I have a sample json datafile as shown below:
{"data_id":"1234","risk_characteristics":{"indicators":{"alcohol":true,"house":true,"business":true,"familyname":true,"swimming_pool":true}}}
{"data_id":"6789","risk_characteristics":{"indicators":{"alcohol":true,"house":true,"business":false,"familyname":true}}}
{"data_id":"5678","risk_characteristics":{"indicators":{"alcohol":false}}}
I converted the json file to parquet and loaded into hive using below code
dataDF = spark.read.json("path/Datasmall.json")

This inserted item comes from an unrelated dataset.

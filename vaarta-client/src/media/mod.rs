mod media_peer;
mod webrtc_peer;

pub use media_peer::*;
pub use webrtc_peer::*;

dataDF.write.parquet("data.parquet")
parqFile = spark.read.parquet("data.parquet")
parqFile.write.saveAsTable("indicators_table", format='parquet', mode='append', path='/externalpath/indicators_table/')
from pyspark.sql import HiveContext
hive_context = HiveContext(sc)
fromHiveDF = hive_context.table("default.indicators_table")
fromHiveDF.show()
indicatorsDF = fromHiveDF.select('data_id', 'risk_characteristics.indicators')
indicatorsDF.printSchema()
root
|-- data_id: string (nullable = true)
|-- indicators: struct (nullable = true)
| |-- alcohol: boolean (nullable = true)
| |-- house: boolean (nullable = true)
| |-- business: boolean (nullable = true)
| |-- familyname: boolean (nullable = true)
indicatorsDF.show()
+-------+--------------------+
|data_id| indicators|
+-------+--------------------+
| 1234|[true, true, true...|
| 6789|[true, false, tru...|
| 5678| [false,,,,]|
+-------+--------------------+
Instead of retrieving the data as select data_id, indicators.alcohol, indicators.house etc,
I simply want to get a parquet data file with below 3 columns only . That is - the struct fields are converted to rows under indicators_type column name.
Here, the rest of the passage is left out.